- Activity
Scan the material below and copy every line holding the word "MongoCache".

*** Opening of Data provided ***

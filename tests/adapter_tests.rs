//! Integration tests for the cache adapter over the in-process store
//!
//! These tests cover:
//! - Lifecycle and reconnects
//! - Round trips of structured values
//! - Backend-driven expiry
//! - Idempotent drops
//! - Error propagation

use mongo_cache_adapter::{CacheConfig, CacheError, CacheKey, MemoryStore, MongoCache};
use serde_json::json;
use std::sync::Arc;
use std::time::Duration;

const PARTITION: &str = "unit-testing";

fn init_tracing() {
    let _ = tracing_subscriber::fmt()
        .with_env_filter(tracing_subscriber::EnvFilter::from_default_env())
        .with_test_writer()
        .try_init();
}

fn new_cache(store: &MemoryStore) -> MongoCache {
    init_tracing();
    MongoCache::with_store(CacheConfig::new(PARTITION), Arc::new(store.clone()))
        .expect("valid configuration")
}

#[tokio::test]
async fn test_set_get_string() {
    let cache = new_cache(&MemoryStore::new());
    cache.start().await.unwrap();

    let key = CacheKey::new("mockSegment", "item");
    cache.set(&key, &json!("123"), 500).await.unwrap();

    let envelope = cache.get(&key).await.unwrap().expect("cache hit");
    assert_eq!(envelope.item, json!("123"));
    assert_eq!(envelope.ttl, 500);

    cache.stop().await;
}

#[tokio::test]
async fn test_set_get_falsy_values() {
    let cache = new_cache(&MemoryStore::new());
    cache.start().await.unwrap();

    for (id, value) in [
        ("zero", json!(0)),
        ("false", json!(false)),
        ("empty", json!("")),
        ("null", json!(null)),
    ] {
        let key = CacheKey::new("mockSegment", id);
        cache.set(&key, &value, 20).await.unwrap();

        let envelope = cache.get(&key).await.unwrap().expect("cache hit");
        assert_eq!(envelope.item, value, "value for {}", id);
    }
}

#[tokio::test]
async fn test_set_get_structured_value() {
    let cache = new_cache(&MemoryStore::new());
    cache.start().await.unwrap();

    let key = CacheKey::new("mockSegment", "item");
    let value = json!({
        "object": { "a": "b" },
        "array": [1, 2, 3],
        "number": 5.85,
        "string": "hapi",
        "date": "2014-03-07T00:00:00Z",
        "boolean": false
    });

    cache.set(&key, &value, 500).await.unwrap();
    let envelope = cache.get(&key).await.unwrap().expect("cache hit");

    assert_eq!(envelope.item, value);
}

#[tokio::test]
async fn test_set_replaces_existing_entry() {
    let store = MemoryStore::new();
    let cache = new_cache(&store);
    cache.start().await.unwrap();

    let key = CacheKey::new("mockSegment", "item");
    cache.set(&key, &json!({ "a": 1, "b": 2 }), 500).await.unwrap();
    cache.set(&key, &json!({ "a": 3 }), 900).await.unwrap();

    let envelope = cache.get(&key).await.unwrap().expect("cache hit");
    assert_eq!(envelope.item, json!({ "a": 3 }));
    assert_eq!(envelope.ttl, 900);
    assert_eq!(store.stats().await.documents, 1);
}

#[tokio::test]
async fn test_get_missing_key() {
    let cache = new_cache(&MemoryStore::new());
    cache.start().await.unwrap();

    let key = CacheKey::new("mockSegment", "missing");
    assert!(cache.get(&key).await.unwrap().is_none());
}

#[tokio::test]
async fn test_expired_entry_is_purged_by_backend() {
    let store = MemoryStore::new();
    let cache = new_cache(&store);
    cache.start().await.unwrap();

    let key = CacheKey::new("mockSegment", "expired");
    cache.set(&key, &json!("x"), 1).await.unwrap();

    tokio::time::sleep(Duration::from_millis(5)).await;

    // The adapter itself never filters on expiry
    assert!(cache.get(&key).await.unwrap().is_some());

    assert_eq!(store.purge_expired().await, 1);
    assert!(cache.get(&key).await.unwrap().is_none());
}

#[tokio::test]
async fn test_drop() {
    let cache = new_cache(&MemoryStore::new());
    cache.start().await.unwrap();

    let key = CacheKey::new("mockSegment", "item");
    cache.set(&key, &json!("123"), 500).await.unwrap();
    cache.drop(&key).await.unwrap();

    assert!(cache.get(&key).await.unwrap().is_none());
}

#[tokio::test]
async fn test_drop_missing_key() {
    let cache = new_cache(&MemoryStore::new());
    cache.start().await.unwrap();

    let key = CacheKey::new("mockSegment", "never-set");
    cache.drop(&key).await.unwrap();
    cache.drop(&key).await.unwrap();
}

#[tokio::test]
async fn test_empty_id_fails_without_touching_storage() {
    let store = MemoryStore::new();
    let cache = new_cache(&store);
    cache.start().await.unwrap();

    let key = CacheKey::new("seg", "");

    let err = cache.set(&key, &json!(1), 1000).await.unwrap_err();
    assert_eq!(err.to_string(), "Invalid key");
    assert!(matches!(cache.get(&key).await, Err(CacheError::InvalidKey)));
    assert!(matches!(cache.drop(&key).await, Err(CacheError::InvalidKey)));

    assert!(store.document(PARTITION, "seg", "").await.is_none());
}

#[tokio::test]
async fn test_segments_are_isolated() {
    let store = MemoryStore::new();
    let cache = new_cache(&store);
    cache.start().await.unwrap();

    cache
        .set(&CacheKey::new("first", "item"), &json!(1), 500)
        .await
        .unwrap();
    cache
        .set(&CacheKey::new("second", "item"), &json!(2), 500)
        .await
        .unwrap();

    let first = cache.get(&CacheKey::new("first", "item")).await.unwrap();
    let second = cache.get(&CacheKey::new("second", "item")).await.unwrap();
    assert_eq!(first.unwrap().item, json!(1));
    assert_eq!(second.unwrap().item, json!(2));

    assert!(store.expiry_index(PARTITION, "first").await.is_some());
    assert!(store.expiry_index(PARTITION, "second").await.is_some());
}

#[tokio::test]
async fn test_operations_fail_after_stop() {
    let cache = new_cache(&MemoryStore::new());
    cache.start().await.unwrap();
    cache.stop().await;

    let key = CacheKey::new("mockSegment", "item");

    assert!(matches!(cache.get(&key).await, Err(CacheError::NotStarted)));
    assert!(matches!(
        cache.set(&key, &json!(1), 500).await,
        Err(CacheError::NotStarted)
    ));
    assert!(matches!(cache.drop(&key).await, Err(CacheError::NotStarted)));
}

#[tokio::test]
async fn test_reconnect_after_stop() {
    let store = MemoryStore::new();
    let cache = new_cache(&store);
    let key = CacheKey::new("mockSegment", "item");

    cache.start().await.unwrap();
    cache.set(&key, &json!("before"), 60_000).await.unwrap();
    cache.stop().await;

    cache.start().await.unwrap();
    assert!(cache.is_ready());

    let envelope = cache.get(&key).await.unwrap().expect("persisted across reconnect");
    assert_eq!(envelope.item, json!("before"));
    assert_eq!(store.stats().await.connects, 2);
}

#[tokio::test]
async fn test_connects_after_failed_attempt() {
    let store = MemoryStore::new();
    let cache = new_cache(&store);

    store.set_reject_connections(true);
    let err = cache.start().await.unwrap_err();
    assert!(err.as_backend().is_some());
    assert!(err
        .to_string()
        .contains("failed to connect to server [127.0.0.1:27017] on first connect"));
    assert!(!cache.is_ready());

    store.set_reject_connections(false);
    cache.start().await.unwrap();
    assert!(cache.is_ready());
}

#[tokio::test]
async fn test_concurrent_operations() {
    let store = MemoryStore::new();
    let cache = Arc::new(new_cache(&store));
    cache.start().await.unwrap();

    let writes = (0..16).map(|i| {
        let cache = Arc::clone(&cache);
        async move {
            let key = CacheKey::new(format!("segment-{}", i % 4), format!("item-{}", i));
            cache.set(&key, &json!(i), 60_000).await
        }
    });

    for result in futures::future::join_all(writes).await {
        result.unwrap();
    }

    let stats = store.stats().await;
    assert_eq!(stats.documents, 16);
    assert_eq!(stats.index_creations, 4);
}

#[test]
fn test_construction_rejects_bad_partitions() {
    for partition in ["admin", "local", "config", ""] {
        let result =
            MongoCache::with_store(CacheConfig::new(partition), Arc::new(MemoryStore::new()));
        assert!(
            matches!(result, Err(CacheError::InvalidConfiguration(_))),
            "partition {:?} should be rejected",
            partition
        );
    }

    let long = "x".repeat(64);
    assert!(MongoCache::with_store(CacheConfig::new(long), Arc::new(MemoryStore::new())).is_err());
}

#[test]
fn test_validate_segment_name_before_start() {
    let cache = new_cache(&MemoryStore::new());

    assert!(cache.validate_segment_name("valid").is_ok());
    assert_eq!(
        cache.validate_segment_name("").unwrap_err().to_string(),
        "Empty string"
    );
    assert_eq!(
        cache
            .validate_segment_name(&"0123456789".repeat(10))
            .unwrap_err()
            .to_string(),
        "Segment and partition name lengths exceeds 100 characters"
    );
}

#[test]
fn test_start_blocking() {
    let cache = new_cache(&MemoryStore::new());

    tokio_test::block_on(async {
        cache.start().await.unwrap();
        assert!(cache.is_ready());
        cache.stop().await;
    });

    assert!(!cache.is_ready());
}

*** Close of Data provided ***

- Task response
use mongo_cache_adapter::{CacheConfig, CacheError, CacheKey, MemoryStore, MongoCache};
fn new_cache(store: &MemoryStore) -> MongoCache {
    MongoCache::with_store(CacheConfig::new(PARTITION), Arc::new(store.clone()))
            MongoCache::with_store(CacheConfig::new(partition), Arc::new(MemoryStore::new()));
    assert!(MongoCache::with_store(CacheConfig::new(long), Arc::new(MemoryStore::new())).is_err());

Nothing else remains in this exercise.